• _PROVIDED DATA_
//! Authentication handlers.

use actix_web::{HttpResponse, web};
use std::sync::Arc;

use weblog_core::domain::User;
use weblog_core::ports::{PasswordService, TokenService};
use weblog_shared::dto::{AuthResponse, LoginRequest, RegisterRequest, UserResponse};

use crate::middleware::auth::Identity;
use crate::middleware::error::{AppError, AppResult};
use crate::state::AppState;

fn user_response(user: User) -> UserResponse {
    UserResponse {
        id: user.id,
        username: user.username,
        email: user.email,
        first_name: user.first_name,
        last_name: user.last_name,
        created_at: user.created_at,
    }
}

/// POST /api/auth/register
pub async fn register(
    state: web::Data<AppState>,
    token_service: web::Data<Arc<dyn TokenService>>,
    password_service: web::Data<Arc<dyn PasswordService>>,
    body: web::Json<RegisterRequest>,
) -> AppResult<HttpResponse> {
    let req = body.into_inner();

    // Validate input
    if req.username.is_empty()
        || !req
            .username
            .chars()
            .all(|c| c.is_ascii_alphanumeric() || c == '_' || c == '-')
    {
        return Err(AppError::BadRequest(
            "Username may only contain letters, digits, '_' and '-'".to_string(),
        ));
    }
    if req.email.is_empty() || !req.email.contains('@') {
        return Err(AppError::BadRequest("Invalid email address".to_string()));
    }
    if req.password.len() < 8 {
        return Err(AppError::BadRequest(
            "Password must be at least 8 characters".to_string(),
        ));
    }

    // Check if user already exists
    if state.users.find_by_username(&req.username).await?.is_some() {
        return Err(AppError::Conflict("Username already taken".to_string()));
    }
    if state.users.find_by_email(&req.email).await?.is_some() {
        return Err(AppError::Conflict("Email already registered".to_string()));
    }

    // Hash password
    let password_hash = password_service
        .hash(&req.password)
        .map_err(|e| AppError::Internal(e.to_string()))?;

    // Create user
    let mut user = User::new(req.username, req.email, password_hash);
    user.first_name = req.first_name;
    user.last_name = req.last_name;
    let saved_user = state.users.save(user).await?;

    // Generate token
    let token = token_service
        .generate_token(
            saved_user.id,
            &saved_user.username,
            saved_user.is_superuser,
        )
        .map_err(|e| AppError::Internal(e.to_string()))?;

    Ok(HttpResponse::Created().json(AuthResponse {
        access_token: token,
        token_type: "Bearer".to_string(),
        expires_in: token_service.expiration_seconds() as u64,
    }))
}

/// POST /api/auth/login
pub async fn login(
    state: web::Data<AppState>,
    token_service: web::Data<Arc<dyn TokenService>>,
    password_service: web::Data<Arc<dyn PasswordService>>,
    body: web::Json<LoginRequest>,
) -> AppResult<HttpResponse> {
    let req = body.into_inner();

    // Find user by username
    let user = state
        .users
        .find_by_username(&req.username)
        .await?
        .ok_or(AppError::Unauthorized)?;

    // Verify password
    let valid = password_service
        .verify(&req.password, &user.password_hash)
        .map_err(|e| AppError::Internal(e.to_string()))?;

    if !valid {
        return Err(AppError::Unauthorized);
    }

    // Generate token
    let token = token_service
        .generate_token(user.id, &user.username, user.is_superuser)
        .map_err(|e| AppError::Internal(e.to_string()))?;

    Ok(HttpResponse::Ok().json(AuthResponse {
        access_token: token,
        token_type: "Bearer".to_string(),
        expires_in: token_service.expiration_seconds() as u64,
    }))
}

/// GET /api/auth/me - Protected route
pub async fn me(state: web::Data<AppState>, identity: Identity) -> AppResult<HttpResponse> {
    let user = state
        .users
        .find_by_id(identity.user_id)
        .await?
        .ok_or_else(|| AppError::NotFound("User not found".to_string()))?;

    Ok(HttpResponse::Ok().json(user_response(user)))
}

• _TASK DIRECTIONS_
Exact transcription of the records is all that is wanted.

• _WRITTEN RESPONSE_
//! Authentication handlers.

use actix_web::{HttpResponse, web};
use std::sync::Arc;

use weblog_core::domain::User;
use weblog_core::ports::{PasswordService, TokenService};
use weblog_shared::dto::{AuthResponse, LoginRequest, RegisterRequest, UserResponse};

use crate::middleware::auth::Identity;
use crate::middleware::error::{AppError, AppResult};
use crate::state::AppState;

fn user_response(user: User) -> UserResponse {
    UserResponse {
        id: user.id,
        username: user.username,
        email: user.email,
        first_name: user.first_name,
        last_name: user.last_name,
        created_at: user.created_at,
    }
}

/// POST /api/auth/register
pub async fn register(
    state: web::Data<AppState>,
    token_service: web::Data<Arc<dyn TokenService>>,
    password_service: web::Data<Arc<dyn PasswordService>>,
    body: web::Json<RegisterRequest>,
) -> AppResult<HttpResponse> {
    let req = body.into_inner();

    // Validate input
    if req.username.is_empty()
        || !req
            .username
            .chars()
            .all(|c| c.is_ascii_alphanumeric() || c == '_' || c == '-')
    {
        return Err(AppError::BadRequest(
            "Username may only contain letters, digits, '_' and '-'".to_string(),
        ));
    }
    if req.email.is_empty() || !req.email.contains('@') {
        return Err(AppError::BadRequest("Invalid email address".to_string()));
    }
    if req.password.len() < 8 {
        return Err(AppError::BadRequest(
            "Password must be at least 8 characters".to_string(),
        ));
    }

    // Check if user already exists
    if state.users.find_by_username(&req.username).await?.is_some() {
        return Err(AppError::Conflict("Username already taken".to_string()));
    }
    if state.users.find_by_email(&req.email).await?.is_some() {
        return Err(AppError::Conflict("Email already registered".to_string()));
    }

    // Hash password
    let password_hash = password_service
        .hash(&req.password)
        .map_err(|e| AppError::Internal(e.to_string()))?;

    // Create user
    let mut user = User::new(req.username, req.email, password_hash);
    user.first_name = req.first_name;
    user.last_name = req.last_name;
    let saved_user = state.users.save(user).await?;

    // Generate token
    let token = token_service
        .generate_token(
            saved_user.id,
            &saved_user.username,
            saved_user.is_superuser,
        )
        .map_err(|e| AppError::Internal(e.to_string()))?;

    Ok(HttpResponse::Created().json(AuthResponse {
        access_token: token,
        token_type: "Bearer".to_string(),
        expires_in: token_service.expiration_seconds() as u64,
    }))
}

/// POST /api/auth/login
pub async fn login(
    state: web::Data<AppState>,
    token_service: web::Data<Arc<dyn TokenService>>,
    password_service: web::Data<Arc<dyn PasswordService>>,
    body: web::Json<LoginRequest>,
) -> AppResult<HttpResponse> {
    let req = body.into_inner();

    // Find user by username
    let user = state
        .users
        .find_by_username(&req.username)
        .await?
        .ok_or(AppError::Unauthorized)?;

    // Verify password
    let valid = password_service
        .verify(&req.password, &user.password_hash)
        .map_err(|e| AppError::Internal(e.to_string()))?;

    if !valid {
        return Err(AppError::Unauthorized);
    }

    // Generate token
    let token = token_service
        .generate_token(user.id, &user.username, user.is_superuser)
        .map_err(|e| AppError::Internal(e.to_string()))?;

    Ok(HttpResponse::Ok().json(AuthResponse {
        access_token: token,
        token_type: "Bearer".to_string(),
        expires_in: token_service.expiration_seconds() as u64,
    }))
}

/// GET /api/auth/me - Protected route
pub async fn me(state: web::Data<AppState>, identity: Identity) -> AppResult<HttpResponse> {
    let user = state
        .users
        .find_by_id(identity.user_id)
        .await?
        .ok_or_else(|| AppError::NotFound("User not found".to_string()))?;

    Ok(HttpResponse::Ok().json(user_response(user)))
}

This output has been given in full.